Fue el penúltimo de los once hijos de los inmigrantes calabreses Francisco
Aieta y Rosa Cascardo. La joven académica Irene Amuchástegui lo ha recordado
como un intuitivo que lo ignoraba todo acerca de la notación musical. No fue el
primer orejero del tango. Tal vez, hasta que apareció Delfino casi todos lo
eran, quien más, quien menos.
Chico
pobre, obligado a trabajar desde la infancia porque en su casa había trece
estómagos que reclamaban combustible, aprendió el complicado manejo del
bandoneón gracias a la generosidad del Taño Genaro (Genaro Sposito), un
fueyero, autor de La cubanita, que en 1920 se fue a Francia con Pizarro y allí
hizo su carrera. El chico tenía un oído musical prodigioso. Pronto le crecieron
las ambiciones y se puso a tocar en los cafés e, inclusive, a dirigir una
orquesta. En 1912 (a los 16 años) desgranó su primer tango, La primera sin tocar
(expresión ésta del juego del rango y mida).
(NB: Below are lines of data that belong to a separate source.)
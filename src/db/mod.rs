//! Database module for the student tracker.
//!
//! This module provides abstractions for database operations via the
//! Repository pattern, allowing different storage backends to be swapped
//! easily.
//!
//! # Architecture
//!
//! The database module follows a layered architecture:
//!
//! ```text
//! ┌─────────────────────────────────────────────────────────┐
//! │  Application Layer (HTTP handlers)                      │
//! └───────────────────┬─────────────────────────────────────┘
//!                     │
//! ┌───────────────────▼─────────────────────────────────────┐
//! │  Service Layer (services.rs) - Business Logic           │
//! │  - Input validation                                     │
//! │  - Lookup fallbacks (id → name, name-or-code)           │
//! │  - Attendance replacement orchestration                 │
//! └───────────────────┬─────────────────────────────────────┘
//!                     │
//! ┌───────────────────▼─────────────────────────────────────┐
//! │  Repository Traits (repository/) - Abstract Interface   │
//! └───────────────────┬─────────────────────────────────────┘
//!                     │
//!     ┌──────────────────────────────────────────────┐
//!     │    LocalRepository  /  PostgresRepository     │
//!     └──────────────────────────────────────────────┘
//! ```
//!
//! # Recommended Usage
//!
//! **For new code, use the service layer:**
//! ```ignore
//! use sapt_backend::db::{factory::RepositoryFactory, services};
//!
//! async fn example() -> Result<(), Box<dyn std::error::Error>> {
//!     let repo = RepositoryFactory::create_local();
//!     let courses = services::list_courses(repo.as_ref()).await?;
//!     Ok(())
//! }
//! ```

pub mod factory;
pub mod models;
pub mod repo_config;
pub mod repositories;
pub mod repository;
pub mod services;

#[cfg(test)]
#[path = "services_tests.rs"]
mod services_tests;

// Postgres config is colocated with the repository implementation.
#[cfg(feature = "postgres-repo")]
pub use repositories::postgres::PostgresConfig;
#[cfg(not(feature = "postgres-repo"))]
#[derive(Debug, Clone)]
pub struct PostgresConfig {
    _private: (),
}

pub use repo_config::RepositoryConfig;

// Repository trait and implementations
pub use factory::{RepositoryFactory, RepositoryType};
pub use repositories::LocalRepository;
#[cfg(feature = "postgres-repo")]
pub use repositories::PostgresRepository;
pub use repository::{
    AttendanceRepository, CourseRepository, ErrorContext, FullRepository, LeaveRepository,
    ReferenceBookRepository, RepositoryError, RepositoryResult, ResultRepository,
    SubjectRepository, UserRepository,
};

use anyhow::{Context, Result};
use std::sync::{Arc, OnceLock};

/// Global repository instance initialized once per process.
static REPOSITORY: OnceLock<Arc<dyn FullRepository>> = OnceLock::new();

async fn create_selected_repository() -> RepositoryResult<Arc<dyn FullRepository>> {
    match RepositoryType::from_env() {
        RepositoryType::Postgres => {
            #[cfg(feature = "postgres-repo")]
            {
                let config = PostgresConfig::from_env()
                    .map_err(RepositoryError::configuration)?;
                RepositoryFactory::create(RepositoryType::Postgres, Some(&config)).await
            }
            #[cfg(not(feature = "postgres-repo"))]
            {
                Err(RepositoryError::configuration(
                    "Postgres repository feature not enabled",
                ))
            }
        }
        RepositoryType::Local => Ok(RepositoryFactory::create_local()),
    }
}

/// Initialize the global repository singleton for the selected backend.
pub async fn init_repository() -> Result<()> {
    if REPOSITORY.get().is_some() {
        return Ok(());
    }

    let repo = create_selected_repository()
        .await
        .map_err(|e| anyhow::Error::msg(e.to_string()))?;
    let _ = REPOSITORY.set(repo);
    Ok(())
}

/// Get a reference to the global repository instance.
pub fn get_repository() -> Result<&'static Arc<dyn FullRepository>> {
    REPOSITORY
        .get()
        .context("Database not initialized. Call init_repository() first.")
}
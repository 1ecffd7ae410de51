use chrono::{DateTime, NaiveDate, Utc};
use diesel::prelude::*;
use std::str::FromStr;

use super::schema::{
    attendance_records, courses, leave_requests, reference_books, results, students, subjects,
    users,
};
use crate::api::{CourseId, LeaveStatus, Role, StudentId, UserId};
use crate::db::models::{
    Course, LeaveRequest, ReferenceBook, Student, Subject, User,
};
use crate::db::repository::{RepositoryError, RepositoryResult};

#[derive(Debug, Clone, Queryable, Selectable)]
#[diesel(table_name = courses)]
#[diesel(check_for_backend(diesel::pg::Pg))]
pub struct CourseRow {
    pub id: i64,
    pub name: String,
    pub code: Option<String>,
}

#[derive(Debug, Clone, Insertable)]
#[diesel(table_name = courses)]
pub struct NewCourseRow {
    pub name: String,
    pub code: Option<String>,
}

impl From<CourseRow> for Course {
    fn from(row: CourseRow) -> Self {
        Course {
            id: CourseId::new(row.id),
            name: row.name,
            code: row.code,
        }
    }
}

#[derive(Debug, Clone, Queryable, Selectable)]
#[diesel(table_name = users)]
#[diesel(check_for_backend(diesel::pg::Pg))]
pub struct UserRow {
    pub id: i64,
    pub full_name: String,
    pub email: String,
    pub username: Option<String>,
    pub password_hash: String,
    pub role: String,
    pub course_id: Option<i64>,
}

#[derive(Debug, Clone, Insertable)]
#[diesel(table_name = users)]
pub struct NewUserRow {
    pub full_name: String,
    pub email: String,
    pub username: Option<String>,
    pub password_hash: String,
    pub role: String,
    pub course_id: Option<i64>,
}

impl UserRow {
    /// Convert to the domain type; an unknown stored role is a data error.
    pub fn into_domain(self) -> RepositoryResult<User> {
        let role = Role::from_str(&self.role).map_err(RepositoryError::internal)?;
        Ok(User {
            id: UserId::new(self.id),
            full_name: self.full_name,
            email: self.email,
            username: self.username,
            password_hash: self.password_hash,
            role,
            course_id: self.course_id.map(CourseId::new),
        })
    }
}

#[derive(Debug, Clone, Queryable, Selectable)]
#[diesel(table_name = students)]
#[diesel(check_for_backend(diesel::pg::Pg))]
pub struct StudentRow {
    pub id: i64,
    pub user_id: i64,
    pub course_id: Option<i64>,
}

#[derive(Debug, Clone, Insertable)]
#[diesel(table_name = students)]
pub struct NewStudentRow {
    pub user_id: i64,
    pub course_id: Option<i64>,
}

impl From<StudentRow> for Student {
    fn from(row: StudentRow) -> Self {
        Student {
            id: StudentId::new(row.id),
            user_id: UserId::new(row.user_id),
            course_id: row.course_id.map(CourseId::new),
        }
    }
}

#[derive(Debug, Clone, Queryable, Selectable)]
#[diesel(table_name = attendance_records)]
#[diesel(check_for_backend(diesel::pg::Pg))]
pub struct AttendanceRecordRow {
    pub id: i64,
    pub date: NaiveDate,
    pub course_id: Option<i64>,
    pub student_id: i64,
    pub status: String,
}

#[derive(Debug, Clone, Insertable)]
#[diesel(table_name = attendance_records)]
pub struct NewAttendanceRecordRow {
    pub date: NaiveDate,
    pub course_id: Option<i64>,
    pub student_id: i64,
    pub status: String,
}

#[derive(Debug, Clone, Queryable, Selectable)]
#[diesel(table_name = results)]
#[diesel(check_for_backend(diesel::pg::Pg))]
pub struct ResultRow {
    pub id: i64,
    pub student_id: i64,
    pub subject_name: String,
    pub ia1: i32,
    pub ia2: i32,
    pub ia3: i32,
    pub attendance: i32,
}

#[derive(Debug, Clone, Insertable)]
#[diesel(table_name = results)]
pub struct NewResultRow {
    pub student_id: i64,
    pub subject_name: String,
    pub ia1: i32,
    pub ia2: i32,
    pub ia3: i32,
    pub attendance: i32,
}

#[derive(Debug, Clone, Queryable, Selectable)]
#[diesel(table_name = subjects)]
#[diesel(check_for_backend(diesel::pg::Pg))]
pub struct SubjectRow {
    pub id: i64,
    pub name: String,
    pub course_name: Option<String>,
    pub staff_name: Option<String>,
    pub session_name: Option<String>,
}

#[derive(Debug, Clone, Insertable)]
#[diesel(table_name = subjects)]
pub struct NewSubjectRow {
    pub name: String,
    pub course_name: Option<String>,
    pub staff_name: Option<String>,
    pub session_name: Option<String>,
}

impl From<SubjectRow> for Subject {
    fn from(row: SubjectRow) -> Self {
        Subject {
            id: row.id,
            name: row.name,
            course_name: row.course_name,
            staff_name: row.staff_name,
            session_name: row.session_name,
        }
    }
}

#[derive(Debug, Clone, Queryable, Selectable)]
#[diesel(table_name = leave_requests)]
#[diesel(check_for_backend(diesel::pg::Pg))]
pub struct LeaveRequestRow {
    pub id: i64,
    pub student_id: i64,
    pub reason: String,
    pub from_date: NaiveDate,
    pub to_date: NaiveDate,
    pub status: String,
    pub created_at: DateTime<Utc>,
}

#[derive(Debug, Clone, Insertable)]
#[diesel(table_name = leave_requests)]
pub struct NewLeaveRequestRow {
    pub student_id: i64,
    pub reason: String,
    pub from_date: NaiveDate,
    pub to_date: NaiveDate,
    pub status: String,
}

impl LeaveRequestRow {
    pub fn into_domain(self) -> RepositoryResult<LeaveRequest> {
        let status = LeaveStatus::from_str(&self.status).map_err(RepositoryError::internal)?;
        Ok(LeaveRequest {
            id: self.id,
            student_id: StudentId::new(self.student_id),
            reason: self.reason,
            from_date: self.from_date,
            to_date: self.to_date,
            status,
            created_at: self.created_at,
        })
    }
}

#[derive(Debug, Clone, Queryable, Selectable)]
#[diesel(table_name = reference_books)]
#[diesel(check_for_backend(diesel::pg::Pg))]
pub struct ReferenceBookRow {
    pub id: i64,
    pub author: String,
    pub title: String,
    pub pdf_url: String,
    pub uploaded_by_id: Option<i64>,
    pub created_at: DateTime<Utc>,
}

#[derive(Debug, Clone, Insertable)]
#[diesel(table_name = reference_books)]
pub struct NewReferenceBookRow {
    pub author: String,
    pub title: String,
    pub pdf_url: String,
    pub uploaded_by_id: Option<i64>,
}

impl From<ReferenceBookRow> for ReferenceBook {
    fn from(row: ReferenceBookRow) -> Self {
        ReferenceBook {
            id: row.id,
            author: row.author,
            title: row.title,
            pdf_url: row.pdf_url,
            uploaded_by_id: row.uploaded_by_id.map(UserId::new),
            created_at: row.created_at,
        }
    }
}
Contemporáneo fue El Huérfano, que
trascendió más tarde, hacia los años veinte, cuando Francisco García Jiménez
(por mediación del violinista Rafael Tuegols, que lo había tenido por
colaborador en Zorro gris) le adosó los versos que dicen: "Un día te
cruzaste mujer, mi camino, yo andaba por ía sombrío y al azar". Gardel
grabó estos alejandrinos en 1923; poco antes, omitiéndolos, habían grabado El
Huérfano las orquestas de Canaro, Firpo y Maglio.
Con
aquel tango que aún se recuerda comenzó una tesonera y curiosa colaboración
entre un músico intuitivo y un poeta que procuraba perfeccionar constantemente
sus recursos literarios, picaba alto y se sintió muy feliz cuando por los años
sesenta comenzó a publicar en el suplemento rotrograbado de La Prensa. Una
nómina de las composiciones debidas a estos dos fecundos creadores exigiría
demasiado espacio. Digamos que Gardel llevó diecisiete de ellas al fonógrafo,
incluida Viva la Patria, compuesta para celebrar el derrocamiento del gobierno
constitucional de Hipólito Yrigoyen. Festivas algunas, otras dramáticas,
irónicas éstas, descriptivas aquellas, todas muestran en Aieta una creatividad
inusual. Aieta, como Arólas, no llevaba la música desde la cabeza, donde bullía
como un crisol incandescente, a las líneas del pentagrama; ella pasaba del
corazón a la cabeza y de la cabeza al bandoneón, convocada muchas veces por los
versos previos de García Jiménez, en cuya retórica no exenta de complicaciones
("en el naipe del vivir suelo acertar carta de la boca", "bajo
los chuscos carteles pasan los fíeles del dios jocundo) se introducía con gran
soltura el músico.
Tras
su experiencia con Canaro -quien no lo recuerda en sus memorias-, Aieta se
cortó solo y llegó a comandar tres orquestas a la vez, señoreando en los palcos
más asediados por el público -incluido el de "El Nacional"-. Las
dirigía desde su fueye, que pulsaba a la antigua y sonaba personalisimo. Sus
composiciones fueron centenares y le rentaron para vivir a lo grande y cultivar
el deporte de los príncipes, que eso dicen que es el turf. Aún se oyen sus
clásicos, aún dan su cuota parte a sus herederos Siga el corso. Alma en pena,
Palomita blanca. Suerte loca. En plena efervescencia de los músicos de
conservatorio, este orejero impar estaba en los atriles de las grandes
orquestas; Troilo le grabó diez piezas; Pugliese, cuatro; Fresedo, doce;
Piazzolla, La chiflada, el 30 de junio de 1945, y Héctor Mauré se empinó, con
su versión de Príncipe (tango estrenado, dicho sea de paso, por Marambio Catán
casi a la altura de Gardel. Irene Amuchástegui ha dicho que Aieta escribió más
de 300 obras destinadas a los más ilustres intérpretes y al silbido de los
porteños más rasos. ¡Caray! ¿No habrá sido el silbido el primer sonido del
tango?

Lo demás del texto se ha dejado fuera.